WHAT YOU ARE ASKED TO DO: Every line that contains "unwrap" must be located and copied from the data.

== MATERIAL SHOWN ==

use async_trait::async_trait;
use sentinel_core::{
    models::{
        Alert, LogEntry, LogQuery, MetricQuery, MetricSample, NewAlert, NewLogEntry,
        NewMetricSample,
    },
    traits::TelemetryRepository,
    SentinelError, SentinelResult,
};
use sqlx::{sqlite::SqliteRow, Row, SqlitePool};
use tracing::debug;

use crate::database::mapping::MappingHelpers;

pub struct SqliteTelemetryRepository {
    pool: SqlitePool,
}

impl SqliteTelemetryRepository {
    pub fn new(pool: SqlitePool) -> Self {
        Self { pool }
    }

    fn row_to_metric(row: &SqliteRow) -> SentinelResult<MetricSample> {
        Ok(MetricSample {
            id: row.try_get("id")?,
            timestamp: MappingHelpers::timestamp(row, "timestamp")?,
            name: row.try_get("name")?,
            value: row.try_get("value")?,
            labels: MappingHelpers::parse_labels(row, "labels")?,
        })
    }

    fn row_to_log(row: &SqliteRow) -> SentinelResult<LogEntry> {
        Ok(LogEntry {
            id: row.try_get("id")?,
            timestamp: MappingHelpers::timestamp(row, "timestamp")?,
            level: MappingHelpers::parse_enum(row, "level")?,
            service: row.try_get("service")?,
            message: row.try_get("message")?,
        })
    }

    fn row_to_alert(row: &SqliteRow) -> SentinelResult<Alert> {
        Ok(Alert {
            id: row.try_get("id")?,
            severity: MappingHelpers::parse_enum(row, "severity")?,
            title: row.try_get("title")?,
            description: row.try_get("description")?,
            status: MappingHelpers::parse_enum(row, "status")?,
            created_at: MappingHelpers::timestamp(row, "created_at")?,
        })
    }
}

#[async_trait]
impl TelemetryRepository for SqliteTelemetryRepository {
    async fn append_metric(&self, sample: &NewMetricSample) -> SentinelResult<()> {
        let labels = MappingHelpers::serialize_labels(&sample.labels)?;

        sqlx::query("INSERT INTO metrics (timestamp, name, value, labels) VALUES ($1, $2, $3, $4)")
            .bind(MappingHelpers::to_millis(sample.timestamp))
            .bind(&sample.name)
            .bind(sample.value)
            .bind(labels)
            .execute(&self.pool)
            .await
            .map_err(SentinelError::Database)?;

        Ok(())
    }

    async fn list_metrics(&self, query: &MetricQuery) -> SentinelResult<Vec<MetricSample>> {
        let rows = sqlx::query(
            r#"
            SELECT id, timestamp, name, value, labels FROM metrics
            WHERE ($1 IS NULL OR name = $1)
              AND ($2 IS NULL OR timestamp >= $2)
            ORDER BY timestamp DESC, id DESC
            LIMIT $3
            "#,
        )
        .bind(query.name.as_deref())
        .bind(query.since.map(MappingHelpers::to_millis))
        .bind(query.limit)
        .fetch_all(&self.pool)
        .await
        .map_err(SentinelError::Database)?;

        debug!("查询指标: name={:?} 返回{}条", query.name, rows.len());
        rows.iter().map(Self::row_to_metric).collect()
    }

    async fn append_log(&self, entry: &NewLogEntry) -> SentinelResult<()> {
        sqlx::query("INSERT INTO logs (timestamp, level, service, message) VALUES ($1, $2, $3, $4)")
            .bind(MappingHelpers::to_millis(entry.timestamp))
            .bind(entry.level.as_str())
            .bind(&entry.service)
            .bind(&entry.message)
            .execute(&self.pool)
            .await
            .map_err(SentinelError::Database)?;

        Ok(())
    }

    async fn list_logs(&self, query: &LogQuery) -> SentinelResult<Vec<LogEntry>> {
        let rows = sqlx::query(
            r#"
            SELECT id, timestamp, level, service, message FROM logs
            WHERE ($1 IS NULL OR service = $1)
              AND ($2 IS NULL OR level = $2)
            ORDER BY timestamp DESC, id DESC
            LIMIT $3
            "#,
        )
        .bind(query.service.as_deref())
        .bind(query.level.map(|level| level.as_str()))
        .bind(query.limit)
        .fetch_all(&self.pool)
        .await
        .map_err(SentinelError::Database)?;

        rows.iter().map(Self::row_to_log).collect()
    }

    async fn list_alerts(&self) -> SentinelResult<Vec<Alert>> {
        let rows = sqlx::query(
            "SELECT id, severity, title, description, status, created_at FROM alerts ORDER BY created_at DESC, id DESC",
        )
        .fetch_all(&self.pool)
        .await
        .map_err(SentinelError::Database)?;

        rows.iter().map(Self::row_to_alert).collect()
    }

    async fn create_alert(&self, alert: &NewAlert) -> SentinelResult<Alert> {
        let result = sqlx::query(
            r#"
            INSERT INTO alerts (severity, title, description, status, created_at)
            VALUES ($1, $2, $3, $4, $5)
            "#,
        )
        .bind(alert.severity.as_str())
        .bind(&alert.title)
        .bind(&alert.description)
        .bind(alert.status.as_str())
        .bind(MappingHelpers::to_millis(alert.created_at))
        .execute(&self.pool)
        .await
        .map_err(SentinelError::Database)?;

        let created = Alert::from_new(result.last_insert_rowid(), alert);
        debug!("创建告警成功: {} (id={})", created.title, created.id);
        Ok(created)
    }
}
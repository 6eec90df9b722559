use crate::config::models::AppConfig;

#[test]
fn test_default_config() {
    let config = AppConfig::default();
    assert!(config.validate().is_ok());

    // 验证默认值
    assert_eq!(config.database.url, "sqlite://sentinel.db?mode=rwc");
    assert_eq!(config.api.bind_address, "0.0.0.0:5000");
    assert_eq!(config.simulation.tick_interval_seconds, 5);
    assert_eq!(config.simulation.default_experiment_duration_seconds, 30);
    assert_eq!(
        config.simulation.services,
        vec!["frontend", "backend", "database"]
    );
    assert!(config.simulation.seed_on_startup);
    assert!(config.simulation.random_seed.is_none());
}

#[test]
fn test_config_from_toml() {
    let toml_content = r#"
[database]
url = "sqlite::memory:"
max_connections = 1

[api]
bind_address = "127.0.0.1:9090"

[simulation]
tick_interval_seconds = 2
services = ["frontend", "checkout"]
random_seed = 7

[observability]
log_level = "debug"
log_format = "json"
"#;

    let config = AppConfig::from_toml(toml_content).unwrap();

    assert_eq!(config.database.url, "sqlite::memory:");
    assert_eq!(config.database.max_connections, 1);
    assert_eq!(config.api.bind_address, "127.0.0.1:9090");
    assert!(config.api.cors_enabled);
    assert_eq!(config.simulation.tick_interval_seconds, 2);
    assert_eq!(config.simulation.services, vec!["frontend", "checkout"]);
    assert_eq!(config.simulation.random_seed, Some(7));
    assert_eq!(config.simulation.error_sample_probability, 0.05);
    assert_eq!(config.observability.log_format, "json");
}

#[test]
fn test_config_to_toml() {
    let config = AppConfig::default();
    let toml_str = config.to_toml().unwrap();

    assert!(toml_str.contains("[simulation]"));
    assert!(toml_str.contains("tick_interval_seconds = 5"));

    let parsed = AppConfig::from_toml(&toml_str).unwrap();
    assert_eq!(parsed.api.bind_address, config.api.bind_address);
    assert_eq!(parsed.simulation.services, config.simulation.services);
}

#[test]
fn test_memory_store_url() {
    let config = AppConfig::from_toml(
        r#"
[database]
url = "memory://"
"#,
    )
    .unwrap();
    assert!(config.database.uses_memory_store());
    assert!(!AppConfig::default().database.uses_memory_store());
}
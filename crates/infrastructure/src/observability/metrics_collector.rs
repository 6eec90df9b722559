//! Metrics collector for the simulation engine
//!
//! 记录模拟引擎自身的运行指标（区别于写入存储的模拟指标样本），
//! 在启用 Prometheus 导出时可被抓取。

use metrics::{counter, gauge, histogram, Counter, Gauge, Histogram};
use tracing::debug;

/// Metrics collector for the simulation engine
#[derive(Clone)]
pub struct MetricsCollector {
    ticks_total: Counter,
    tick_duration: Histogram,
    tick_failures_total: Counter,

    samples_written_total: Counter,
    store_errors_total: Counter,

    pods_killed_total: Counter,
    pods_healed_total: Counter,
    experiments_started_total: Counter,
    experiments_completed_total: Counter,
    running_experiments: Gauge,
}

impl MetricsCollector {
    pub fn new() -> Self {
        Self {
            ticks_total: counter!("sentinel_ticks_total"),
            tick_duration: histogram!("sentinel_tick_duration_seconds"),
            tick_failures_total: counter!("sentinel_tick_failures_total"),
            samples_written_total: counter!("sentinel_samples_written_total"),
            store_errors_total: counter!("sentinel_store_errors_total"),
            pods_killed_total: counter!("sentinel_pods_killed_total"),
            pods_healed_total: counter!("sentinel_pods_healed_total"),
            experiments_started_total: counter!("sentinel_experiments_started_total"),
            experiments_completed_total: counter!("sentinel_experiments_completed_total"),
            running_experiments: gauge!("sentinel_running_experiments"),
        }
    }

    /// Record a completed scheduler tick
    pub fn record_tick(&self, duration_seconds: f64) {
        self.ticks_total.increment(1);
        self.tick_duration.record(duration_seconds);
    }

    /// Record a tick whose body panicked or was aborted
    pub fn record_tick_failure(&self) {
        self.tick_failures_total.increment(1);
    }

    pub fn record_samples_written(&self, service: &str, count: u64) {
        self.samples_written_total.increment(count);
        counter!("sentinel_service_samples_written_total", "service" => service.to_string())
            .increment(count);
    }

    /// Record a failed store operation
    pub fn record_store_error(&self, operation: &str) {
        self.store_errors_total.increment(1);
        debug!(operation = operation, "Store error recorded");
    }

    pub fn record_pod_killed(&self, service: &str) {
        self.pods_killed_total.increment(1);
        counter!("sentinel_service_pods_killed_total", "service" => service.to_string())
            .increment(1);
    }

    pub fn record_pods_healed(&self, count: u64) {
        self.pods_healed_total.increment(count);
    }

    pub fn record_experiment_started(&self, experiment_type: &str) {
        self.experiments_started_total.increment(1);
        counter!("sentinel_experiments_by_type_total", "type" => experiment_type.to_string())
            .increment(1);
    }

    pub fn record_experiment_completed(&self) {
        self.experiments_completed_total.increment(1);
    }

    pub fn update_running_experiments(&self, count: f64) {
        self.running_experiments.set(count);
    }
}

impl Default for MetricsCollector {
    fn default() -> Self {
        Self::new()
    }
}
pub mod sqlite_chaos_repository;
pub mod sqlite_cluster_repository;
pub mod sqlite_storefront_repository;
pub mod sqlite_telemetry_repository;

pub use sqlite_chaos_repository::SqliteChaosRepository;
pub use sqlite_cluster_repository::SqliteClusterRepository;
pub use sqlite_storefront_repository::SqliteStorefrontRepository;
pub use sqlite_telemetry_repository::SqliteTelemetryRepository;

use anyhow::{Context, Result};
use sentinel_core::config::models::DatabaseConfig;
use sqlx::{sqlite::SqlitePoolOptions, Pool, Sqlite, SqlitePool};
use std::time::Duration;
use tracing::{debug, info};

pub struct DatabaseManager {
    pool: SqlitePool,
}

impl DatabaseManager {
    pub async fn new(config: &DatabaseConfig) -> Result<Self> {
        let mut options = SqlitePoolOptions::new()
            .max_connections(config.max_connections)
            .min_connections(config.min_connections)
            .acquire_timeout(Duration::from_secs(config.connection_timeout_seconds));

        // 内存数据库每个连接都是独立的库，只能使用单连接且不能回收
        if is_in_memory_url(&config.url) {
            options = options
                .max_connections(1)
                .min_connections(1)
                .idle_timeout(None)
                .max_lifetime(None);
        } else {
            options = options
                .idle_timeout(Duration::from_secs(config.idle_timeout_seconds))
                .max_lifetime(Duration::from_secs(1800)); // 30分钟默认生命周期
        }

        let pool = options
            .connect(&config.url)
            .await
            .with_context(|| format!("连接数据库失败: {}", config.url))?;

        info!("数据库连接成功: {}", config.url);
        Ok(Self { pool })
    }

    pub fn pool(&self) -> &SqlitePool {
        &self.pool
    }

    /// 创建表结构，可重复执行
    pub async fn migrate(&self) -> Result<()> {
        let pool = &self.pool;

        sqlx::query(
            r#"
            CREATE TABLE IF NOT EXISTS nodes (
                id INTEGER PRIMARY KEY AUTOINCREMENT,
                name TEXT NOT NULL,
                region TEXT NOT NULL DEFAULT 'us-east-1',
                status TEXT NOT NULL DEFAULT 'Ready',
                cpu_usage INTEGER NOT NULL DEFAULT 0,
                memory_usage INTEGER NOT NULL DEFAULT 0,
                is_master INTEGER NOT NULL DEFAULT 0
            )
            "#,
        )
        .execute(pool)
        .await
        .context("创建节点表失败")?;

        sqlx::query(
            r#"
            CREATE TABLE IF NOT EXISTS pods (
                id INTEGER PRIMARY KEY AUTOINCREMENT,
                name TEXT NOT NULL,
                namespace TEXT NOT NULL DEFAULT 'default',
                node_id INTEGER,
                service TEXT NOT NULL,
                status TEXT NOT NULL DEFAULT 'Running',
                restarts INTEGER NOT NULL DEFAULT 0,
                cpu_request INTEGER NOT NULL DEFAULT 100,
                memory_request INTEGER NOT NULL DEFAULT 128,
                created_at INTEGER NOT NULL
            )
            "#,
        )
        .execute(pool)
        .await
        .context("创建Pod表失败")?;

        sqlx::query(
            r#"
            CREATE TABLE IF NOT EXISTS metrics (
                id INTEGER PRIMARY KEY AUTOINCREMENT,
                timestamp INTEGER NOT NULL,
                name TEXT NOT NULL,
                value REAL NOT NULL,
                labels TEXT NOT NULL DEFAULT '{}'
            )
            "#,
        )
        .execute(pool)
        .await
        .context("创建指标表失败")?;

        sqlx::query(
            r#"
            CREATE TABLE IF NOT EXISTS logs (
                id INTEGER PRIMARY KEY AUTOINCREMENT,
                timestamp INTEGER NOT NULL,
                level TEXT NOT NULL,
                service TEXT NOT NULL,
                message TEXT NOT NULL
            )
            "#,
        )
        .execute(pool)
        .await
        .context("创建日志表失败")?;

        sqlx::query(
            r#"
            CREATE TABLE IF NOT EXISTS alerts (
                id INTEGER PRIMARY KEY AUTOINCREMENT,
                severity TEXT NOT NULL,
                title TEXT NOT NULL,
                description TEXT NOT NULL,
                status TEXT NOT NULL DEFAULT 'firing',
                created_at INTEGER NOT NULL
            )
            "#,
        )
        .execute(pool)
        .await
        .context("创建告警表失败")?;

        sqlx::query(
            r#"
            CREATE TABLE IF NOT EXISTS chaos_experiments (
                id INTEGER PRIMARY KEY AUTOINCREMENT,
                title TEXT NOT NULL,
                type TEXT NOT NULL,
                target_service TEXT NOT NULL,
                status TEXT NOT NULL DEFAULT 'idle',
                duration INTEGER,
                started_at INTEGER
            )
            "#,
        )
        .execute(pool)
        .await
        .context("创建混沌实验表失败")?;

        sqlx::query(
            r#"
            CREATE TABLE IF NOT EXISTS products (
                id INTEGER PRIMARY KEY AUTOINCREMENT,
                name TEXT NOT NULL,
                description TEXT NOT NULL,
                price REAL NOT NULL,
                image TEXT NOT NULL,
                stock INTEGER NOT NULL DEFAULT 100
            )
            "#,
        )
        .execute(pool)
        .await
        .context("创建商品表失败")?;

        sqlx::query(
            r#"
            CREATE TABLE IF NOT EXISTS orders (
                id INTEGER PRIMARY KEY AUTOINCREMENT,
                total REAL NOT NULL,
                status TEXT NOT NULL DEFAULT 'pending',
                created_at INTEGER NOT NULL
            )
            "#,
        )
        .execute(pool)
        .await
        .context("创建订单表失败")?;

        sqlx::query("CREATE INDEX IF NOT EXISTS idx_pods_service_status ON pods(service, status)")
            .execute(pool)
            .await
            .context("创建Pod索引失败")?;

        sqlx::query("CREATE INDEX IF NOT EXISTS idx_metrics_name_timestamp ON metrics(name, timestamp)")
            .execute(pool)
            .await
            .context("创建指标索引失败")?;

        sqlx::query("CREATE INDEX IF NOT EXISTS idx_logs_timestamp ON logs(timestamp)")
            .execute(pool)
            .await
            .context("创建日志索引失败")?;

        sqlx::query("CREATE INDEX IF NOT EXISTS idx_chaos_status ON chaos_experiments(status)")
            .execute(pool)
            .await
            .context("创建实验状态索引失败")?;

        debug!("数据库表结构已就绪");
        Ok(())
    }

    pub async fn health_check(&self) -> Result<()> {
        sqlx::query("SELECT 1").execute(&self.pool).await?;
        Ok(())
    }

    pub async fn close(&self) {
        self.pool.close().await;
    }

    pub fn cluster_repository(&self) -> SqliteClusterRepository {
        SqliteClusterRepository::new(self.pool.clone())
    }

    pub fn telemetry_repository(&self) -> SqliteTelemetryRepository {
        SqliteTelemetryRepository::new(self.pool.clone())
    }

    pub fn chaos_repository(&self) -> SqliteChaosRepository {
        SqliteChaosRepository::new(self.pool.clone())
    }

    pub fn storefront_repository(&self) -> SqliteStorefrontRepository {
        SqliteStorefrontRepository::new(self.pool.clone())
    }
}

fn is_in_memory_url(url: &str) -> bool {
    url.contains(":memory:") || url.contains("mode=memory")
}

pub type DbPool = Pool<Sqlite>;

===

ANSWER TO THE EXERCISE:
    let config = AppConfig::from_toml(toml_content).unwrap();
    let toml_str = config.to_toml().unwrap();
    let parsed = AppConfig::from_toml(&toml_str).unwrap();
    .unwrap();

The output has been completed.